Sunday, December 03, 2006

kid's birthday party

so one of my nephews is having a party tonight at the local skating rink. i know you probably think i'm the graceful, ballerina-esqe type, but i'm not. i hope i don't break any bones, mine or someone else's. (although if anyone is going to incur bodily harm, i hope it's not me.) i will take my camera to record the "Roller Rink Massacre," as i've already dubbed it, but it may be hard to take pictures when i'm lying bloody and mangled and curled in the fetal position by the wall. i'm also in charge of the cake. baking is my forte, but i'm too tired and grouchy to don the domestic diva apron today so i will be buying the most obnoxious, sugar-laden concoction i can find at United. if it's not hideous enough, i'm planning to ask a baker to add to it. i'll show 'em to what happens when they give me responsibilities on my day off... well, i hope everyone has an equally entertaining day today!

Saturday, December 02, 2006

oh yeah...i'm a big failure and doomed to hang my head in shame.

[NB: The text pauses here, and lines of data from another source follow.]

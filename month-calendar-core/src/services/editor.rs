//! 约会编辑器状态机
//!
//! `Hidden → Shown(target) → Hidden`。编辑器只管文本与光标，
//! 提交时由 `CalendarWidget` 负责写入仓库。

use chrono::NaiveDate;
use serde::{Deserialize, Serialize};

use crate::types::DateId;

/// 约会文本最大字符数
pub const MAX_APPOINTMENT_LEN: usize = 200;

/// 提交空文本时编辑器的去向
#[derive(Debug, Clone, Copy, PartialEq, Eq, Default, Serialize, Deserialize)]
#[serde(rename_all = "snake_case")]
pub enum EmptySubmit {
    /// 保持打开，什么都不做
    #[default]
    KeepOpen,
    /// 关闭编辑器，不保存
    Close,
}

/// 提交结果
#[derive(Debug, Clone, PartialEq, Eq)]
pub enum SubmitOutcome {
    /// 已保存（文本已去除首尾空白）
    Saved { id: DateId, text: String },
    /// 文本为空，未写入仓库
    IgnoredEmpty { closed: bool },
    /// 编辑器未打开
    NotEditing,
}

/// 打开中的编辑表单
#[derive(Debug, Clone, PartialEq, Eq)]
pub struct EditorForm {
    /// 目标格子的存储键
    pub target: DateId,
    /// 目标日期
    pub date: NaiveDate,
    text: String,
    /// 光标位置（按字符计）
    cursor: usize,
}

impl EditorForm {
    /// 创建表单，光标放在末尾
    ///
    /// 预填文本原样保留，长度上限只约束新输入。
    pub fn new(target: DateId, date: NaiveDate, text: impl Into<String>) -> Self {
        let text = text.into();
        let cursor = text.chars().count();
        Self {
            target,
            date,
            text,
            cursor,
        }
    }

    pub fn text(&self) -> &str {
        &self.text
    }

    pub fn cursor(&self) -> usize {
        self.cursor
    }

    /// 去除首尾空白后是否为空
    pub fn is_blank(&self) -> bool {
        self.text.trim().is_empty()
    }

    fn byte_offset(&self, char_index: usize) -> usize {
        self.text
            .char_indices()
            .nth(char_index)
            .map_or(self.text.len(), |(i, _)| i)
    }

    /// 在光标处插入字符，超长或控制字符忽略
    pub fn insert(&mut self, c: char) {
        if c.is_control() || self.text.chars().count() >= MAX_APPOINTMENT_LEN {
            return;
        }
        let at = self.byte_offset(self.cursor);
        self.text.insert(at, c);
        self.cursor += 1;
    }

    /// 删除光标前一个字符
    pub fn backspace(&mut self) {
        if self.cursor == 0 {
            return;
        }
        self.cursor -= 1;
        let at = self.byte_offset(self.cursor);
        self.text.remove(at);
    }

    /// 删除光标后一个字符
    pub fn delete(&mut self) {
        if self.cursor >= self.text.chars().count() {
            return;
        }
        let at = self.byte_offset(self.cursor);
        self.text.remove(at);
    }

    pub fn move_left(&mut self) {
        self.cursor = self.cursor.saturating_sub(1);
    }

    pub fn move_right(&mut self) {
        self.cursor = (self.cursor + 1).min(self.text.chars().count());
    }

    pub fn move_home(&mut self) {
        self.cursor = 0;
    }

    pub fn move_end(&mut self) {
        self.cursor = self.text.chars().count();
    }
}

/// 编辑器状态
#[derive(Debug, Clone, PartialEq, Eq, Default)]
pub enum EditorState {
    #[default]
    Hidden,
    Shown(EditorForm),
}

impl EditorState {
    pub fn is_open(&self) -> bool {
        matches!(self, EditorState::Shown(_))
    }

    pub fn form(&self) -> Option<&EditorForm> {
        match self {
            EditorState::Shown(form) => Some(form),
            EditorState::Hidden => None,
        }
    }

    pub fn form_mut(&mut self) -> Option<&mut EditorForm> {
        match self {
            EditorState::Shown(form) => Some(form),
            EditorState::Hidden => None,
        }
    }

    /// 打开编辑器（已打开时替换目标）
    pub fn show(&mut self, form: EditorForm) {
        *self = EditorState::Shown(form);
    }

    /// 关闭编辑器
    pub fn close(&mut self) {
        *self = EditorState::Hidden;
    }

    /// 编辑器是否正指向某一天
    pub fn targets(&self, id: &DateId) -> bool {
        self.form().is_some_and(|form| form.target == *id)
    }
}

#[cfg(test)]
mod tests {
    use super::*;

    fn form(text: &str) -> EditorForm {
        EditorForm::new(
            DateId::from_millis(0),
            NaiveDate::from_ymd_opt(1970, 1, 1).unwrap(),
            text,
        )
    }

    #[test]
    fn new_form_places_cursor_at_end() {
        let f = form("lunch");
        assert_eq!(f.cursor(), 5);
    }

    #[test]
    fn insert_at_cursor() {
        let mut f = form("lunh");
        f.move_left();
        f.insert('c');
        assert_eq!(f.text(), "lunch");
        assert_eq!(f.cursor(), 4);
    }

    #[test]
    fn backspace_and_delete_handle_multibyte_chars() {
        let mut f = form("café");
        f.backspace();
        assert_eq!(f.text(), "caf");
        f.move_home();
        f.delete();
        assert_eq!(f.text(), "af");
        assert_eq!(f.cursor(), 0);
    }

    #[test]
    fn editing_at_boundaries_is_a_no_op() {
        let mut f = form("");
        f.backspace();
        f.delete();
        f.move_left();
        f.move_right();
        assert_eq!(f.text(), "");
        assert_eq!(f.cursor(), 0);
    }

    #[test]
    fn control_chars_are_ignored() {
        let mut f = form("a");
        f.insert('\n');
        f.insert('\t');
        assert_eq!(f.text(), "a");
    }

    #[test]
    fn input_is_capped() {
        let mut f = form(&"x".repeat(MAX_APPOINTMENT_LEN - 1));
        f.insert('y');
        f.insert('z');
        assert_eq!(f.text().chars().count(), MAX_APPOINTMENT_LEN);
        assert!(f.text().ends_with('y'));
    }

    #[test]
    fn long_prefill_is_kept_intact() {
        let long = "x".repeat(MAX_APPOINTMENT_LEN + 10);
        let mut f = form(&long);
        assert_eq!(f.text(), long);
        assert_eq!(f.cursor(), MAX_APPOINTMENT_LEN + 10);

        f.insert('y');
        assert_eq!(f.text(), long);
        f.backspace();
        assert_eq!(f.text().chars().count(), MAX_APPOINTMENT_LEN + 9);
    }

    #[test]
    fn whitespace_only_is_blank() {
        assert!(form("   ").is_blank());
        assert!(!form(" a ").is_blank());
    }

    #[test]
    fn state_transitions() {
        let mut state = EditorState::default();
        assert!(!state.is_open());
        state.show(form("x"));
        assert!(state.is_open());
        assert!(state.targets(&DateId::from_millis(0)));
        assert!(!state.targets(&DateId::from_millis(1)));
        state.close();
        assert_eq!(state, EditorState::Hidden);
    }

    #[test]
    fn empty_submit_policy_serde_names() {
        assert_eq!(serde_json::to_string(&EmptySubmit::KeepOpen).unwrap(), "\"keep_open\"");
        let close: EmptySubmit = serde_json::from_str("\"close\"").unwrap();
        assert_eq!(close, EmptySubmit::Close);
    }
}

remember when i said i was going to participate in the whole NaNoWriMo thing? i gave up faster than...uh...something fast. i couldn't do it and keep up with my schoolwork at the same time. normally, i would have just sucked it up and accomplished it anyway because i'm such a freakin' overachiever*, but i'm pooped. it was him or me, and he got the axe. but i will still be writing a novel here soon because my senior level creative writing prof requires one. so see? i didn't technically weasel out of it.

*i'm sure you thought i was just a slacking piece of shit, but i'm not. hell, i'm getting a double major degree in three and half years- all while working full time and trotting around Texas for no particular reason. i should have a statue erected in my honor, i'm so damn super.

things that suck ass

-my incoherence today due to lack of sleep (again!). so if you find yourself scratching your head and wondering what the hell this post is about, it's not you. it's me. wait a minute. did we just break up?

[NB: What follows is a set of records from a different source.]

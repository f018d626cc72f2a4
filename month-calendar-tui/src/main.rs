//! Month Calendar TUI
//!
//! ## 架构
//!
//! 采用 Elm Architecture (TEA) 模式：
//! - **Model**: 应用状态 (`model/`)
//! - **Message**: 事件消息 (`message/`)
//! - **Update**: 状态更新 (`update/`)
//! - **View**: UI 渲染 (`view/`)
//! - **Event**: 输入处理 (`event/`)
//! - **Backend**: 配置与存储 (`backend/`)
//!
//!
//! main.rs
//! Month Calendar TUI 的程序入口
//!
//! 其执行：
//! fn `main()` {
//!
//!     Cli::parse()            // 解析命令行参数
//!     Settings::resolve()     // 合并配置文件与命令行参数
//!     init_logging()          // 日志写到文件，终端留给 UI
//!     open_store()            // 打开约会仓库（JSON 文件或内存）
//!     init_terminal()         // 初始化终端，得到 terminal: Terminal<...>
//!     app::run()              // 运行 app.rs 主循环
//!     restore_terminal()      // 无论成功与否，都恢复终端
//!
//! }
//!
//!
//! 当启动程序时，main.rs：
//!     `init_terminal()`         // from util/terminal.rs
//!
//!     有：
//!         · enable_raw_mode()
//!             - 以关闭终端行缓冲模式、关闭回显与允许读取单个按键事件
//!         · execute!(io::stdout , EnterAlternateScreen , EnableMouseCapture)?
//!             - 切换到 备用屏幕，并接收鼠标点击
//!         · 返回 Terminal 对象
//!
//!
//!     App::new()              // from model/app.rs
//!     创建初始状态（在 /app.rs 下细嗦）
//!
//!
//!     进入主循环 app::run()   // from /app.rs

mod app;
mod backend;
mod cli;
mod event;
mod message;
mod model;
mod update;
mod util;
mod view;

#[cfg(test)]
mod test_utils;

use anyhow::{Context, Result};
use clap::Parser;
use month_calendar_core::{CalendarWidget, Clock, SystemClock};

use backend::{default_config_file, open_store, ConfigService, LocalConfigService, Settings};
use cli::Cli;
use util::{init_logging, init_terminal, restore_terminal};

fn main() -> Result<(), anyhow::Error> {
    // 1. 解析参数并加载配置
    let cli = Cli::parse();
    let config_service = LocalConfigService::new(
        cli.config.clone().unwrap_or_else(default_config_file),
    );
    let config = config_service.load()?;
    let settings = Settings::resolve(&cli, config);

    // 2. 初始化日志
    init_logging(&settings.log_file)?;
    log::info!(
        "Starting month-calendar v{} (config: {})",
        env!("CARGO_PKG_VERSION"),
        config_service.path().display()
    );
    view::theme::set_theme(settings.theme);

    // 3. 打开仓库并创建应用实例
    let store = open_store(&settings.store).context("failed to open appointment store")?;
    let clock: Box<dyn Clock> = Box::new(SystemClock);
    let calendar = CalendarWidget::new(store, clock, settings.widget);
    let mut app = model::App::new(calendar)?;

    // 4. 初始化终端
    let mut terminal = init_terminal()?;

    // 5. 运行主循环
    let result = app::run(&mut terminal, &mut app);

    // 6. 恢复终端（无论成功失败都执行）
    restore_terminal(&mut terminal)?;

    // 7. 返回结果
    result
}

-Bitter Half. he's such an a-hole sometimes.

-lost gloves. how come i can never find my gloves? i buy a new pair every year, and somehow or another i end up losing one by the following winter. i really think there is a conspiracy in my apartment, but i will squelch it soon. damn gloves.

-coworkers. they are almost as bad as customers, but at least i can yell profanities at them without too many repercussions. they prob think i have Tourette's.

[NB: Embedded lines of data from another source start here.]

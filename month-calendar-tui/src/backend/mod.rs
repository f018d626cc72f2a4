//!
//! src/backend/mod.rs
//! Backend 层：配置与存储
//!
//! 有模块结构：
//!     src/backend/mod.rs
//!         mod paths;              // 配置目录与数据目录
//!         mod config_service;     // 配置文件加载，与命令行参数合并
//!         mod store_service;      // 按设置打开约会仓库
//!
//!     启动时 main.rs 依次：
//!         LocalConfigService::load()      → AppConfig
//!         Settings::resolve(&cli, config) → Settings（命令行 > 配置文件 > 默认值）
//!         open_store(&settings.store)     → Box<dyn AppointmentStore>
//!

mod config_service;
mod paths;
mod store_service;

pub use config_service::{ConfigService, LocalConfigService, Settings, StoreLocation};
pub use paths::default_config_file;
pub use store_service::open_store;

-pagers. who the hell still has a pager? they're worthless and limit my ability to convey my true feelings.

-cheap toilet paper. i guess this one should really go under the "things that chafe ass" post but whatever. i'm pretty sure i'm using onion skins or something equivalent at work.

Friday, December 01, 2006

bunch of nothing

-so i'm watching Madonna's Confession Tour thingie on Bravo, and i feel like i'm on a hallucinogen. the camera changes about every .25 seconds, and all the slow motion/special effects are retarded. i had to change the channel within a minute.

-i finally upgraded to the new Blogger beta. i haven't seen anything fantastic yet.

-the Cinemax Star Wars marathons are great. the music alone is reason to keep my TV blaring all day. and the original is about 30 years old. it has stood the test of time fo sho.

-what happened to the Nasonex bee? he used to be French with big, bushy eyebrows, but he's been replaced with an eyebrow-less Spaniard. fuck that new little bee.

-Lubbuttocks was frozen today. i want to hibernate.

-i want the new Rescue Green Jeep! Tangerine Dream took me to see it last weekend, and it's a thing of obnoxious beauty. must...have....Jeep.

-i have one official day of class left. i am so happy about that i would do the Snoopy dance if i wasn't crashing from my caffeine buzz.